Jenny Parmentier: Yes. So, it’s interesting. I’ve been talking to a lot of people about supply chain, as always. And the aerospace supply chain is really experiencing what the industrial side of the business did 18 to 24 months ago. So just — it’s a little bit tough. There’s constraints responding to the high rate increases and demand. But, I would tell you that outside of chips and electronics, we’re starting to see some lead times moderating. But overall, I would say it’s still a constraint for aerospace. So again, we work closely with our suppliers. We’re investing in developing suppliers, especially in aerospace, because obviously, with it being a third of our portfolio, it’s very important to us that we can deliver these orders.

Jeffrey Hammond: Okay, great. And then, I think as was the case with LORD, Exotic, the deleveraging process is pretty swift here and seems maybe a little bit ahead. Just level set us on when we start to shift away from debt pay down.

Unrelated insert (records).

//! yp - CLI entry point for the yprompt client stores

use std::fs;
use std::sync::Arc;

use clap::Parser;
use colored::*;
use eyre::{Context, Result};
use tracing::warn;

use yprompt::api::{HttpApi, RemoteApi};
use yprompt::auth::{AuthStore, NoopSettings};
use yprompt::cli::{Cli, Command, RulesCommand};
use yprompt::config::Config;
use yprompt::schema::PromptField;
use yprompt::store::{LoadOutcome, PromptConfigStore};

use keystore::LocalStore;

fn setup_logging(cli_log_level: Option<&str>, config_log_level: Option<&str>) -> Result<()> {
    // Priority: CLI --log-level > config file > default (warn)
    let level = cli_log_level.or(config_log_level).unwrap_or("warn");
    let filter = tracing_subscriber::EnvFilter::try_from_default_env()
        .unwrap_or_else(|_| tracing_subscriber::EnvFilter::new(level));
    tracing_subscriber::fmt()
        .with_env_filter(filter)
        .with_writer(std::io::stderr)
        .init();
    Ok(())
}

fn parse_field(name: &str) -> Result<PromptField> {
    name.parse::<PromptField>().map_err(|e| eyre::eyre!(e))
}

#[tokio::main]
async fn main() -> Result<()> {
    let cli = Cli::parse();
    let config = Config::load(cli.config.as_ref()).context("Failed to load configuration")?;
    setup_logging(cli.log_level.as_deref(), config.log_level.as_deref())?;

    let storage = LocalStore::open(&config.storage_dir).context("Failed to open local storage")?;
    let api: Arc<dyn RemoteApi> = Arc::new(HttpApi::from_config(&config)?);

    let mut rules = PromptConfigStore::open(storage.clone(), api.clone());
    rules.set_use_slim_rules(config.use_slim_rules);
    let mut auth = AuthStore::open(storage, api);

    match cli.command {
        Command::Login { code, username, password } => {
            let mut settings = NoopSettings;
            let ok = match (code, username, password) {
                (Some(code), _, _) => auth.login_with_provider(&code, &mut rules, &mut settings).await,
                (None, Some(username), Some(password)) => {
                    auth.login_with_credentials(&username, &password, &mut rules, &mut settings).await
                }
                _ => {
                    eprintln!("{} provide either --code or --username and --password", "✗".red());
                    std::process::exit(2);
                }
            };
            if ok {
                let name = auth.user().map(|u| u.username.clone()).unwrap_or_default();
                println!("{} logged in as {}", "✓".green(), name.cyan());
            } else {
                eprintln!("{} login failed", "✗".red());
                std::process::exit(1);
            }
        }
        Command::Register { username, password, name } => {
            let outcome = auth.register(&username, &password, name.as_deref()).await;
            if outcome.success {
                println!("{} registered {}", "✓".green(), username.cyan());
            } else {
                eprintln!("{} {}", "✗".red(), outcome.error.unwrap_or_default());
                std::process::exit(1);
            }
        }
        Command::Logout => {
            auth.initialize().await;
            auth.logout(&mut rules).await;
            println!("{} logged out", "✓".green());
        }
        Command::Whoami => {
            auth.initialize().await;
            match auth.user() {
                Some(user) => {
                    println!("{} ({})", user.username.cyan(), user.name);
                    println!("auth: {}", user.auth_type);
                    if let Some(email) = &user.email {
                        println!("email: {}", email);
                    }
                    if user.is_admin != 0 {
                        println!("{}", "admin".yellow());
                    }
                }
                None => {
                    println!("{}", "not logged in".dimmed());
                    std::process::exit(1);
                }
            }
        }
        Command::Refresh => {
            if auth.refresh_token().await {
                println!("{} token refreshed", "✓".green());
            } else {
                eprintln!("{} token refresh failed", "✗".red());
                std::process::exit(1);
            }
        }
        Command::Rules { command } => match command {
            RulesCommand::List => {
                for field in PromptField::ALL {
                    let dirty = if rules.dirty_fields().contains(&field) { " (dirty)" } else { "" };
                    println!(
                        "{}  {} chars{}",
                        field.local_key().cyan(),
                        rules.get(field).len(),
                        dirty.yellow()
                    );
                }
            }
            RulesCommand::Get { field } => {
                let field = parse_field(&field)?;
                println!("{}", rules.get(field));
            }
            RulesCommand::Set { field, value, file } => {
                let field = parse_field(&field)?;
                let value = match (value, file) {
                    (Some(value), None) => value,
                    (None, Some(path)) => {
                        fs::read_to_string(&path).context(format!("Failed to read {}", path.display()))?
                    }
                    _ => {
                        eprintln!("{} provide a value or --file", "✗".red());
                        std::process::exit(2);
                    }
                };
                rules.update(field, value)?;
                println!("{} {} updated", "✓".green(), field.local_key().cyan());
            }
            RulesCommand::Reset { field, remote } => {
                let field = parse_field(&field)?;
                if remote {
                    rules.reset_field_remote(field).await?;
                } else {
                    rules.reset_field(field)?;
                }
                println!("{} {} reset to default", "✓".green(), field.local_key().cyan());
            }
            RulesCommand::ResetAll => {
                rules.reset_all()?;
                println!("{} all fields reset to defaults", "✓".green());
            }
            RulesCommand::Sync => {
                let synced = rules.sync_to_remote().await?;
                if synced == 0 {
                    println!("{}", "nothing to sync".dimmed());
                } else {
                    println!("{} synced {} field(s)", "✓".green(), synced);
                }
            }
            RulesCommand::Pull { force } => {
                let outcome = if force {
                    rules.force_reload().await
                } else {
                    rules.load_from_remote().await
                };
                match outcome {
                    Ok(LoadOutcome::Loaded) => println!("{} loaded remote prompt rules", "✓".green()),
                    Ok(LoadOutcome::UsedDefaults) => println!("{}", "no remote record, using defaults".dimmed()),
                    Ok(LoadOutcome::AlreadyLoaded) => println!("{}", "already loaded this session".dimmed()),
                    Ok(LoadOutcome::NotLoggedIn) => {
                        eprintln!("{} not logged in", "✗".red());
                        std::process::exit(1);
                    }
                    Err(e) => {
                        warn!(error = %e, "Remote pull failed");
                        return Err(e);
                    }
                }
            }
            RulesCommand::PurgeRemote => {
                rules.purge_remote().await?;
                println!("{} remote prompt rules deleted", "✓".green());
            }
        },
    }

    Ok(())
}
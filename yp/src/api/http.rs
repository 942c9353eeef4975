//! reqwest-backed RemoteApi implementation

use async_trait::async_trait;
use reqwest::Client;
use serde::de::DeserializeOwned;
use std::time::Duration;
use tracing::debug;

use super::{ApiError, AuthProviders, Envelope, LoginData, RemoteApi, RemoteRules, TokenData, User};
use crate::config::Config;

/// HTTP client for the account store REST API
pub struct HttpApi {
    http: Client,
    base_url: String,
}

impl HttpApi {
    pub fn new(base_url: &str, timeout: Duration) -> Result<Self, ApiError> {
        let http = Client::builder().timeout(timeout).build().map_err(ApiError::Network)?;
        Ok(Self {
            http,
            base_url: base_url.trim_end_matches('/').to_string(),
        })
    }

    /// Create a client from application configuration
    pub fn from_config(config: &Config) -> Result<Self, ApiError> {
        Self::new(&config.base_url, Duration::from_millis(config.timeout_ms))
    }

    fn url(&self, path: &str) -> String {
        format!("{}{}", self.base_url, path)
    }

    /// Registration body; the display name is omitted entirely when absent,
    /// not sent as null
    fn register_body(username: &str, password: &str, name: Option<&str>) -> serde_json::Value {
        let mut body = serde_json::json!({ "username": username, "password": password });
        if let Some(name) = name {
            body["name"] = serde_json::Value::String(name.to_string());
        }
        body
    }

    /// Send a prepared request and decode the response envelope.
    ///
    /// The server also wraps HTTP-level errors in the envelope, so decoding
    /// is attempted regardless of status; an undecodable non-2xx body is
    /// reported as a server error with the status.
    async fn send<T: DeserializeOwned>(&self, request: reqwest::RequestBuilder) -> Result<Envelope<T>, ApiError> {
        let response = request.send().await.map_err(ApiError::Network)?;
        let status = response.status();
        debug!(%status, "send: response received");
        match response.json::<Envelope<T>>().await {
            Ok(envelope) => Ok(envelope),
            Err(e) if status.is_success() => Err(ApiError::InvalidResponse(e.to_string())),
            Err(_) => Err(ApiError::Server {
                code: status.as_u16() as i64,
                message: status.to_string(),
            }),
        }
    }
}

#[async_trait]
impl RemoteApi for HttpApi {
    async fn login_with_provider(&self, code: &str) -> Result<LoginData, ApiError> {
        debug!("login_with_provider: called");
        let request = self
            .http
            .post(self.url("/api/auth/linux-do/login"))
            .json(&serde_json::json!({ "code": code }));
        self.send::<LoginData>(request).await?.into_data()
    }

    async fn login_with_credentials(&self, username: &str, password: &str) -> Result<LoginData, ApiError> {
        debug!(username, "login_with_credentials: called");
        let request = self
            .http
            .post(self.url("/api/auth/local/login"))
            .json(&serde_json::json!({ "username": username, "password": password }));
        self.send::<LoginData>(request).await?.into_data()
    }

    async fn register(&self, username: &str, password: &str, name: Option<&str>) -> Result<(), ApiError> {
        debug!(username, "register: called");
        let request = self
            .http
            .post(self.url("/api/auth/local/register"))
            .json(&Self::register_body(username, password, name));
        self.send::<serde_json::Value>(request).await?.require_success()
    }

    async fn auth_config(&self) -> Result<AuthProviders, ApiError> {
        debug!("auth_config: called");
        let request = self.http.get(self.url("/api/auth/config"));
        self.send::<AuthProviders>(request).await?.into_data()
    }

    async fn refresh_token(&self, token: &str) -> Result<String, ApiError> {
        debug!("refresh_token: called");
        let request = self.http.post(self.url("/api/auth/refresh")).bearer_auth(token);
        Ok(self.send::<TokenData>(request).await?.into_data()?.token)
    }

    async fn user_info(&self, token: &str) -> Result<User, ApiError> {
        debug!("user_info: called");
        let request = self.http.get(self.url("/api/auth/userinfo")).bearer_auth(token);
        self.send::<User>(request).await?.into_data()
    }

    async fn logout(&self, token: &str) -> Result<(), ApiError> {
        debug!("logout: called");
        let request = self.http.post(self.url("/api/auth/logout")).bearer_auth(token);
        self.send::<serde_json::Value>(request).await?.require_success()
    }

    async fn fetch_prompt_rules(&self, token: &str) -> Result<Option<RemoteRules>, ApiError> {
        debug!("fetch_prompt_rules: called");
        let request = self.http.get(self.url("/api/user-settings/prompt-rules")).bearer_auth(token);
        self.send::<RemoteRules>(request).await?.into_optional_data()
    }

    async fn save_prompt_rules(&self, token: &str, rules: &RemoteRules) -> Result<(), ApiError> {
        debug!(field_count = rules.len(), "save_prompt_rules: called");
        let request = self
            .http
            .post(self.url("/api/user-settings/prompt-rules"))
            .bearer_auth(token)
            .json(rules);
        self.send::<serde_json::Value>(request).await?.require_success()
    }

    async fn delete_prompt_rules(&self, token: &str, keys: Option<&[String]>) -> Result<(), ApiError> {
        debug!(?keys, "delete_prompt_rules: called");
        let body = match keys {
            Some(keys) => serde_json::json!({ "keys": keys }),
            None => serde_json::json!({}),
        };
        let request = self
            .http
            .delete(self.url("/api/user-settings/prompt-rules"))
            .bearer_auth(token)
            .json(&body);
        self.send::<serde_json::Value>(request).await?.require_success()
    }
}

Todd Leombruno: Hey Jeff, this is Todd. Obviously, Jenny mentioned it earlier. We are fully committed to debt pay down. So if you look at what I mentioned earlier, we expect to pay down another $2 billion of debt in this fiscal year, FY24. We don’t expect to get to 2.0 times till early FY25. So, we talked about the portfolio. We never stop looking at it both from an addition and a subtraction standpoint. But our main focus really is still for FY23 is to continue that debt pay down trajectory.

Todd Leombruno: Okay. This concludes our FY23 Q4 webcast. As always, we fully appreciate everyone’s interest in Parker, Jeff Miller, our VP of Investor Relations; and Yan Huo, our Director of Investor Relations, are available if anyone needs any further clarifications or has any questions on any of the materials we covered this morning. I want to really thank everyone for joining. We appreciate your support. Thanks.